BEGIN Supplied records
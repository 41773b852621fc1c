//! Bounded response cache with LRU eviction and per-entry TTL.
//!
//! Thread safety: all methods take `&self`; the LRU map and counters sit
//! behind one [`parking_lot::Mutex`], so every operation is a single
//! critical section.
//!
//! Cache keys are SHA-256 digests of a canonical JSON rendering (object
//! keys sorted recursively), so structurally identical requests always hash
//! the same way regardless of how they were built.

use std::num::NonZeroUsize;
use std::time::{Duration, Instant};

use boardwright_llm::types::ModelRequest;
use lru::LruCache;
use parking_lot::Mutex;
use serde::Serialize;
use serde_json::Value;
use sha2::{Digest, Sha256};

/// One stored value. Only the value ever leaves the cache.
#[derive(Debug)]
struct CacheEntry<T> {
    value: T,
    timestamp: Instant,
    ttl: Duration,
    hits: u64,
}

impl<T> CacheEntry<T> {
    fn is_expired(&self, now: Instant) -> bool {
        now.duration_since(self.timestamp) >= self.ttl
    }
}

/// Running cache counters.
#[derive(Debug, Clone, Copy, Default, PartialEq, Serialize)]
#[serde(rename_all = "camelCase")]
pub struct CacheStats {
    pub hits: u64,
    pub misses: u64,
    pub sets: u64,
    pub evictions: u64,
    pub size: usize,
}

impl CacheStats {
    /// `hits / (hits + misses)`, or 0 before the first lookup.
    pub fn hit_rate(&self) -> f64 {
        let lookups = self.hits + self.misses;
        if lookups == 0 {
            0.0
        } else {
            self.hits as f64 / lookups as f64
        }
    }
}

struct Inner<T> {
    entries: LruCache<String, CacheEntry<T>>,
    stats: CacheStats,
}

/// LRU cache of `T` keyed by request fingerprint.
pub struct ResponseCache<T> {
    inner: Mutex<Inner<T>>,
    default_ttl: Duration,
}

impl<T: Clone> ResponseCache<T> {
    /// `max_entries` of zero is treated as one.
    pub fn new(max_entries: usize, default_ttl: Duration) -> Self {
        let capacity = NonZeroUsize::new(max_entries).unwrap_or(NonZeroUsize::MIN);
        Self {
            inner: Mutex::new(Inner {
                entries: LruCache::new(capacity),
                stats: CacheStats::default(),
            }),
            default_ttl,
        }
    }

    /// Look up `key`, marking it recently used. Expired entries are dropped
    /// and reported as a miss. A miss never creates an entry.
    pub fn get(&self, key: &str) -> Option<T> {
        let now = Instant::now();
        let mut guard = self.inner.lock();
        let Inner { entries, stats } = &mut *guard;

        let expired = match entries.get_mut(key) {
            Some(entry) if !entry.is_expired(now) => {
                entry.hits += 1;
                stats.hits += 1;
                return Some(entry.value.clone());
            }
            Some(_) => true,
            None => false,
        };

        if expired {
            entries.pop(key);
            stats.evictions += 1;
        }
        stats.misses += 1;
        None
    }

    /// Store `value` under the default TTL, replacing any existing entry.
    pub fn set(&self, key: impl Into<String>, value: T) {
        self.set_with_ttl(key, value, self.default_ttl);
    }

    pub fn set_with_ttl(&self, key: impl Into<String>, value: T, ttl: Duration) {
        let key = key.into();
        let entry = CacheEntry {
            value,
            timestamp: Instant::now(),
            ttl,
            hits: 0,
        };
        let mut inner = self.inner.lock();
        inner.stats.sets += 1;
        // `push` hands back either the replaced entry (same key) or the
        // least recently used one it pushed out.
        if let Some((displaced, _)) = inner.entries.push(key.clone(), entry)
            && displaced != key
        {
            inner.stats.evictions += 1;
        }
    }

    /// Remove `key`. Returns whether it was present.
    pub fn delete(&self, key: &str) -> bool {
        self.inner.lock().entries.pop(key).is_some()
    }

    /// Remove every entry. Counters are kept.
    pub fn clear(&self) {
        self.inner.lock().entries.clear();
    }

    /// Lookups served for `key` since it was stored.
    pub fn hits_for(&self, key: &str) -> Option<u64> {
        self.inner.lock().entries.peek(key).map(|e| e.hits)
    }

    pub fn len(&self) -> usize {
        self.inner.lock().entries.len()
    }

    pub fn is_empty(&self) -> bool {
        self.len() == 0
    }

    pub fn stats(&self) -> CacheStats {
        let inner = self.inner.lock();
        CacheStats {
            size: inner.entries.len(),
            ..inner.stats
        }
    }
}

/// Deterministic JSON rendering with object keys sorted at every level.
pub fn canonical_json(value: &Value) -> String {
    let mut out = String::new();
    write_canonical(value, &mut out);
    out
}

fn write_canonical(value: &Value, out: &mut String) {
    match value {
        Value::Object(map) => {
            let mut keys: Vec<&String> = map.keys().collect();
            keys.sort();
            out.push('{');
            for (idx, key) in keys.into_iter().enumerate() {
                if idx > 0 {
                    out.push(',');
                }
                out.push_str(&Value::String(key.clone()).to_string());
                out.push(':');
                write_canonical(&map[key], out);
            }
            out.push('}');
        }
        Value::Array(items) => {
            out.push('[');
            for (idx, item) in items.iter().enumerate() {
                if idx > 0 {
                    out.push(',');
                }
                write_canonical(item, out);
            }
            out.push(']');
        }
        scalar => out.push_str(&scalar.to_string()),
    }
}

/// Hex SHA-256 of the canonical rendering of `value`.
pub fn fingerprint(value: &Value) -> String {
    let digest = Sha256::digest(canonical_json(value).as_bytes());
    digest.iter().map(|b| format!("{b:02x}")).collect()
}

/// Cache key for a request: fingerprint of `{messages, model}`.
pub fn cache_key(request: &ModelRequest) -> String {
    fingerprint(&serde_json::json!({
        "messages": request.messages,
        "model": request.model,
    }))
}

/// Fingerprint of a prompt template and its variables.
pub fn generate_prompt_fingerprint(template: &str, variables: &serde_json::Map<String, Value>) -> String {
    fingerprint(&serde_json::json!({
        "template": template,
        "variables": variables,
    }))
}
//! SSE (Server-Sent Events) framing for provider streams.
//!
//! Both providers stream `text/event-stream` bodies. This module only deals
//! with framing: splitting the byte stream into lines and classifying each
//! line. Payload decoding is provider-specific and lives with each adapter.
//!
//! ```text
//! event: content_block_delta
//! data: {"type":"content_block_delta","delta":{"type":"text_delta","text":"Hi"}}
//!
//! data: [DONE]
//! ```

/// The sentinel value that marks the end of an OpenAI-style stream.
pub const DONE_SENTINEL: &str = "[DONE]";

/// One classified SSE line.
#[derive(Debug, Clone, PartialEq, Eq)]
pub enum SseLine<'a> {
    /// A non-empty `data:` payload.
    Data(&'a str),
    /// The `[DONE]` sentinel.
    Done,
    /// An `event:` name.
    Event(&'a str),
    /// Blank lines, comments, `id:`/`retry:` fields, empty payloads.
    Skip,
}

/// Classify a single SSE line.
pub fn parse_sse_line(line: &str) -> SseLine<'_> {
    let line = line.trim_end_matches(['\r', '\n']);
    if line.is_empty() || line.starts_with(':') {
        return SseLine::Skip;
    }
    if let Some(rest) = line.strip_prefix("data:") {
        let payload = rest.trim();
        return match payload {
            "" => SseLine::Skip,
            DONE_SENTINEL => SseLine::Done,
            _ => SseLine::Data(payload),
        };
    }
    if let Some(rest) = line.strip_prefix("event:") {
        return SseLine::Event(rest.trim());
    }
    SseLine::Skip
}

/// Accumulates raw bytes and yields complete lines.
///
/// Bytes are buffered until a newline arrives, so a multi-byte UTF-8
/// character split across network chunks is decoded intact.
#[derive(Debug, Default)]
pub struct LineBuffer {
    buf: Vec<u8>,
}

impl LineBuffer {
    pub fn new() -> Self {
        Self::default()
    }

    /// Append `bytes` and drain every complete line.
    pub fn push(&mut self, bytes: &[u8]) -> Vec<String> {
        self.buf.extend_from_slice(bytes);
        let mut lines = Vec::new();
        while let Some(pos) = self.buf.iter().position(|&b| b == b'\n') {
            let line: Vec<u8> = self.buf.drain(..=pos).collect();
            lines.push(String::from_utf8_lossy(&line[..pos]).into_owned());
        }
        lines
    }

    /// Whatever is left once the stream ends, if anything.
    pub fn finish(self) -> Option<String> {
        let rest = String::from_utf8_lossy(&self.buf).into_owned();
        (!rest.trim().is_empty()).then_some(rest)
    }
}

#[cfg(test)]
mod tests {
    use super::*;

    #[test]
    fn data_line() {
        assert_eq!(parse_sse_line("data: {\"a\":1}"), SseLine::Data("{\"a\":1}"));
        assert_eq!(parse_sse_line("data:{\"a\":1}\r"), SseLine::Data("{\"a\":1}"));
    }

    #[test]
    fn done_sentinel() {
        assert_eq!(parse_sse_line("data: [DONE]"), SseLine::Done);
    }

    #[test]
    fn event_line() {
        assert_eq!(parse_sse_line("event: message_stop"), SseLine::Event("message_stop"));
    }

    #[test]
    fn skipped_lines() {
        assert_eq!(parse_sse_line(""), SseLine::Skip);
        assert_eq!(parse_sse_line(": keep-alive"), SseLine::Skip);
        assert_eq!(parse_sse_line("data:   "), SseLine::Skip);
        assert_eq!(parse_sse_line("id: 7"), SseLine::Skip);
    }

    #[test]
    fn buffer_splits_lines_across_pushes() {
        let mut buf = LineBuffer::new();
        assert!(buf.push(b"data: hel").is_empty());
        let lines = buf.push(b"lo\n\ndata: wor");
        assert_eq!(lines, vec!["data: hello".to_string(), String::new()]);
        assert_eq!(buf.finish().as_deref(), Some("data: wor"));
    }

    #[test]
    fn buffer_keeps_split_utf8_intact() {
        let text = "data: héllo\n".as_bytes();
        // split inside the two-byte 'é'
        let split = text.iter().position(|&b| b == 0xC3).unwrap() + 1;
        let mut buf = LineBuffer::new();
        assert!(buf.push(&text[..split]).is_empty());
        let lines = buf.push(&text[split..]);
        assert_eq!(lines, vec!["data: héllo".to_string()]);
    }

    #[test]
    fn finish_ignores_whitespace() {
        let mut buf = LineBuffer::new();
        buf.push(b"data: x\n  ");
        assert!(buf.finish().is_none());
    }
}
END Supplied records
◆ Exercise instructions ◆
Restate word for word only the lines above from the line containing "leaves the cache." to the line containing "#[derive(Debug, Clone, Copy, Default, PartialEq, Serialize)]", both of them included.

◆ The completed task ◆
/// One stored value. Only the value ever leaves the cache.
#[derive(Debug)]
struct CacheEntry<T> {
    value: T,
    timestamp: Instant,
    ttl: Duration,
    hits: u64,
}

impl<T> CacheEntry<T> {
    fn is_expired(&self, now: Instant) -> bool {
        now.duration_since(self.timestamp) >= self.ttl
    }
}

/// Running cache counters.
#[derive(Debug, Clone, Copy, Default, PartialEq, Serialize)]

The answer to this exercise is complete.